The next morning when I woke up and went outside, I saw that someone had taken the Dutch Girl! I was ecstatic! But as I was walking up the street, I saw glass all over the ground mixed with the busted ceramic pieces of the Dutch Girl. Someone had thrown her right through the glass door of an apartment complex two doors up. I panicked. I knew for sure a neighbor would tell the cops that I had left it on the stoop, and I would be arrested. There I’d be, stuck in the tombs over ceramic vandalism that I didn’t commit.
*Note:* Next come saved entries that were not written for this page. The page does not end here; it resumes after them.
//! Campaign distribution planning.
//!
//! Assigns each recipient of a bulk campaign to one of the selected
//! instances under the chosen sending mode. Planning happens once at
//! campaign start; an assignment is never revisited, even if the instance
//! disconnects later (its slice surfaces as delivery failures instead).
//!
//! The random source is injected so tests can seed it and assert exact
//! assignment vectors.

use rand::Rng;
use serde::{Deserialize, Serialize};

use crate::error::CoreError;
use crate::types::DbId;
use crate::warming_level::clamp_level;

// ---------------------------------------------------------------------------
// Sending mode
// ---------------------------------------------------------------------------

/// Policy used to spread campaign recipients across instances.
#[derive(Debug, Clone, Copy, PartialEq, Eq, Serialize, Deserialize)]
#[serde(rename_all = "snake_case")]
pub enum SendingMode {
    /// Strict round-robin in recipient order.
    Sequential,
    /// Independent uniform draw per recipient.
    Random,
    /// Weighted draw per recipient, weight = warming level (1-5).
    Warming,
}

impl SendingMode {
    /// Stable string form used in the database.
    pub fn as_str(self) -> &'static str {
        match self {
            Self::Sequential => "sequential",
            Self::Random => "random",
            Self::Warming => "warming",
        }
    }

    /// Parse the database string form.
    pub fn parse(s: &str) -> Option<Self> {
        match s {
            "sequential" => Some(Self::Sequential),
            "random" => Some(Self::Random),
            "warming" => Some(Self::Warming),
            _ => None,
        }
    }
}

// ---------------------------------------------------------------------------
// Planner input / preview output
// ---------------------------------------------------------------------------

/// One selected instance as seen by the planner.
#[derive(Debug, Clone, Copy, Serialize)]
pub struct InstanceWeight {
    pub instance_id: DbId,
    /// Current warming level, clamped to 1-5 when used as a weight.
    pub warming_level: i16,
}

/// Expected traffic share for one instance, for preview display.
#[derive(Debug, Clone, Copy, Serialize)]
pub struct InstanceShare {
    pub instance_id: DbId,
    pub weight: i64,
    /// `round(100 * weight / total_weight)`.
    pub percent: i32,
}

fn weight_for(instance: &InstanceWeight, mode: SendingMode) -> i64 {
    match mode {
        SendingMode::Warming => clamp_level(instance.warming_level) as i64,
        // Sequential and random both spread uniformly in expectation.
        SendingMode::Sequential | SendingMode::Random => 1,
    }
}

/// Expected per-instance percentages for a mode, without planning anything.
///
/// Returns an empty list for an empty instance list rather than erroring;
/// preview surfaces simply render nothing.
pub fn expected_shares(instances: &[InstanceWeight], mode: SendingMode) -> Vec<InstanceShare> {
    let total: i64 = instances.iter().map(|i| weight_for(i, mode)).sum();
    if total == 0 {
        return Vec::new();
    }
    instances
        .iter()
        .map(|i| {
            let weight = weight_for(i, mode);
            InstanceShare {
                instance_id: i.instance_id,
                weight,
                percent: (100.0 * weight as f64 / total as f64).round() as i32,
            }
        })
        .collect()
}

// ---------------------------------------------------------------------------
// Assignment planning
// ---------------------------------------------------------------------------

/// Plan the instance assignment for every recipient of a campaign.
///
/// Returns one instance id per recipient, in recipient order. Fails with a
/// validation error when no instances are selected.
pub fn plan_assignments<R: Rng + ?Sized>(
    recipient_count: usize,
    instances: &[InstanceWeight],
    mode: SendingMode,
    rng: &mut R,
) -> Result<Vec<DbId>, CoreError> {
    if instances.is_empty() {
        return Err(CoreError::Validation(
            "Cannot plan a campaign with no selected instances".to_string(),
        ));
    }

    let assignments = match mode {
        SendingMode::Sequential => (0..recipient_count)
            .map(|i| instances[i % instances.len()].instance_id)
            .collect(),
        SendingMode::Random => (0..recipient_count)
            .map(|_| instances[rng.random_range(0..instances.len())].instance_id)
            .collect(),
        SendingMode::Warming => {
            let weights: Vec<i64> = instances.iter().map(|i| weight_for(i, mode)).collect();
            let total: i64 = weights.iter().sum();
            (0..recipient_count)
                .map(|_| {
                    let mut draw = rng.random_range(0..total);
                    for (instance, weight) in instances.iter().zip(&weights) {
                        if draw < *weight {
                            return instance.instance_id;
                        }
                        draw -= weight;
                    }
                    // Unreachable: draw < total = sum of weights.
                    instances[instances.len() - 1].instance_id
                })
                .collect()
        }
    };

    Ok(assignments)
}

// ---------------------------------------------------------------------------
// Tests
// ---------------------------------------------------------------------------

#[cfg(test)]
mod tests {
    use super::*;
    use rand::rngs::StdRng;
    use rand::SeedableRng;
    use std::collections::HashMap;

    fn instances(levels: &[i16]) -> Vec<InstanceWeight> {
        levels
            .iter()
            .enumerate()
            .map(|(i, &warming_level)| InstanceWeight {
                instance_id: (i + 1) as DbId,
                warming_level,
            })
            .collect()
    }

    fn counts(assignments: &[DbId]) -> HashMap<DbId, usize> {
        let mut map = HashMap::new();
        for id in assignments {
            *map.entry(*id).or_insert(0) += 1;
        }
        map
    }

    #[test]
    fn sequential_is_strict_round_robin() {
        let mut rng = StdRng::seed_from_u64(0);
        let plan =
            plan_assignments(10, &instances(&[1, 1, 1]), SendingMode::Sequential, &mut rng)
                .unwrap();

        assert_eq!(plan, vec![1, 2, 3, 1, 2, 3, 1, 2, 3, 1]);
        let by_instance = counts(&plan);
        assert_eq!(by_instance[&1], 4);
        assert_eq!(by_instance[&2], 3);
        assert_eq!(by_instance[&3], 3);
    }

    #[test]
    fn sequential_ignores_rng_state() {
        let a = plan_assignments(
            7,
            &instances(&[1, 1]),
            SendingMode::Sequential,
            &mut StdRng::seed_from_u64(1),
        )
        .unwrap();
        let b = plan_assignments(
            7,
            &instances(&[1, 1]),
            SendingMode::Sequential,
            &mut StdRng::seed_from_u64(99),
        )
        .unwrap();
        assert_eq!(a, b);
    }

    #[test]
    fn random_is_reproducible_with_same_seed() {
        let a = plan_assignments(
            50,
            &instances(&[1, 1, 1]),
            SendingMode::Random,
            &mut StdRng::seed_from_u64(42),
        )
        .unwrap();
        let b = plan_assignments(
            50,
            &instances(&[1, 1, 1]),
            SendingMode::Random,
            &mut StdRng::seed_from_u64(42),
        )
        .unwrap();
        assert_eq!(a, b);
    }

    #[test]
    fn random_covers_all_instances() {
        let mut rng = StdRng::seed_from_u64(7);
        let plan =
            plan_assignments(300, &instances(&[1, 1, 1]), SendingMode::Random, &mut rng).unwrap();
        let by_instance = counts(&plan);
        assert_eq!(by_instance.len(), 3);
    }

    #[test]
    fn weighted_ratio_converges_to_weights() {
        let mut rng = StdRng::seed_from_u64(1234);
        let plan = plan_assignments(
            6000,
            &instances(&[5, 1]),
            SendingMode::Warming,
            &mut rng,
        )
        .unwrap();
        let by_instance = counts(&plan);

        // Expectation: 5000 vs 1000. Allow +-10%.
        let high = by_instance[&1] as f64;
        let low = by_instance[&2] as f64;
        assert!((4500.0..=5500.0).contains(&high), "high share was {high}");
        assert!((500.0..=1500.0).contains(&low), "low share was {low}");
    }

    #[test]
    fn weighted_with_equal_levels_is_uniformish() {
        let mut rng = StdRng::seed_from_u64(5);
        let plan = plan_assignments(
            3000,
            &instances(&[3, 3, 3]),
            SendingMode::Warming,
            &mut rng,
        )
        .unwrap();
        let by_instance = counts(&plan);
        for count in by_instance.values() {
            assert!((800..=1200).contains(count), "count was {count}");
        }
    }

    #[test]
    fn weighted_clamps_out_of_range_levels() {
        // Level 0 is treated as 1, level 9 as 5: both instances get traffic.
        let mut rng = StdRng::seed_from_u64(2);
        let plan = plan_assignments(
            600,
            &instances(&[0, 9]),
            SendingMode::Warming,
            &mut rng,
        )
        .unwrap();
        let by_instance = counts(&plan);
        assert!(by_instance.contains_key(&1));
        assert!(by_instance.contains_key(&2));
    }

    #[test]
    fn empty_instance_list_is_rejected() {
        let mut rng = StdRng::seed_from_u64(0);
        let result = plan_assignments(10, &[], SendingMode::Sequential, &mut rng);
        assert!(result.is_err());
    }

    #[test]
    fn zero_recipients_yields_empty_plan() {
        let mut rng = StdRng::seed_from_u64(0);
        let plan =
            plan_assignments(0, &instances(&[1]), SendingMode::Random, &mut rng).unwrap();
        assert!(plan.is_empty());
    }

    #[test]
    fn expected_shares_for_weighted_mode() {
        let shares = expected_shares(&instances(&[5, 1]), SendingMode::Warming);
        assert_eq!(shares.len(), 2);
        assert_eq!(shares[0].percent, 83); // round(100 * 5 / 6)
        assert_eq!(shares[1].percent, 17); // round(100 * 1 / 6)
    }

    #[test]
    fn expected_shares_uniform_for_sequential() {
        let shares = expected_shares(&instances(&[5, 1, 2]), SendingMode::Sequential);
        for share in shares {
            assert_eq!(share.percent, 33);
        }
    }

    #[test]
    fn expected_shares_empty_input() {
        assert!(expected_shares(&[], SendingMode::Warming).is_empty());
    }

    #[test]
    fn sending_mode_round_trips_through_string_form() {
        for mode in [
            SendingMode::Sequential,
            SendingMode::Random,
            SendingMode::Warming,
        ] {
            assert_eq!(SendingMode::parse(mode.as_str()), Some(mode));
        }
        assert_eq!(SendingMode::parse("broadcast"), None);
    }
}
A few days went by, and nothing ever came of it. They fixed the door and I wasn’t arrested, but I still felt terrible about the whole thing. The innocent Dutch Girl, whom I obtained by committing a crime, had now been used to commit a crime. Oh, the humanity!
My husband Andy is an avid knife person. His parents gave him his first knife in his Easter Basket when he was 6 years old. Andy generally has a pocket knife on his person at all times, unless he knows he is going through a metal detector. It’s not for protection; he uses it as a tool. Some people are freaked out by it, but he doesn’t give a shit.
Andy is extremely safe with his knives, and I am not. I am what my family calls a ball and jammer, a term coined by Andy’s father. The only way I can explain being a ball and jammer, is to describe a toddler with a shape sorter toy. The kid tries for hours to jam the star into the rectangular hole so hard and fast that it doesn’t matter how messy it gets. And in the meanwhile, the kids hands may get bloody and there will be a lot of sweat and tears. Then, even with the toy completely FUBAR, the star magically gets into the rectangular hole. This is how I pretty much do everything, including using knives. Andy has been threatening for almost 8 years to make me sit down and learn knife safety, but I refuse. He has taught me a few tips and tricks and they made sense, but I can’t even remember what they are. It wasn’t my style.
This past Friday I was working from home and decided to make some toast for breakfast. The slices of bread were frozen together, so I grabbed a knife to separate the slices. I stuck the tip of the knife in-between the bread, and with full force pushed the knife through the bread. The bread separated perfectly, but the knife went right into my left hand where it meets my middle finger. I pulled the knife out of my hand and assessed the damage. No blood, but my skin was separated and I could see right into the fat of my finger. There was also a little fat hanging out of the wound which almost caused me to pass out.
“Oh my God”, I yelled and woke Andy up from a much-needed nap. I said, “I need to go to the hospital, I need stitches.” He asked why, and I said, “I stabbed myself with a knife”. I knew I was in for a ration of shit. The man can’t even watch me use a knife, because he gets too nervous KNOWING that I am going to hurt myself. Now after almost 8 years, his prophecy was fulfilled.
Andy looked at my finger and he wrapped my hand up. I spent my lunch break going by myself to Urgent Care in Park Slope (which I would give a 5 star rating). I was in an out in 20 minutes with one stitch in my hand, a tetanus shot, and some antibiotics just in case of infection.
When I got home I cried because I felt so stupid. I should have listened to him, I should have refrained from being an idiot, I should have never balled and jammed that knife through that frozen bread. Andy proclaimed that he is now going make me take his knife safety course. I avoided it for almost 8 years, so I may as well get it over with. However, it’s been 48 hours, and still no safety course. But I guess I win, because I am watching TV while he is cubing sweet potatoes in the kitchen.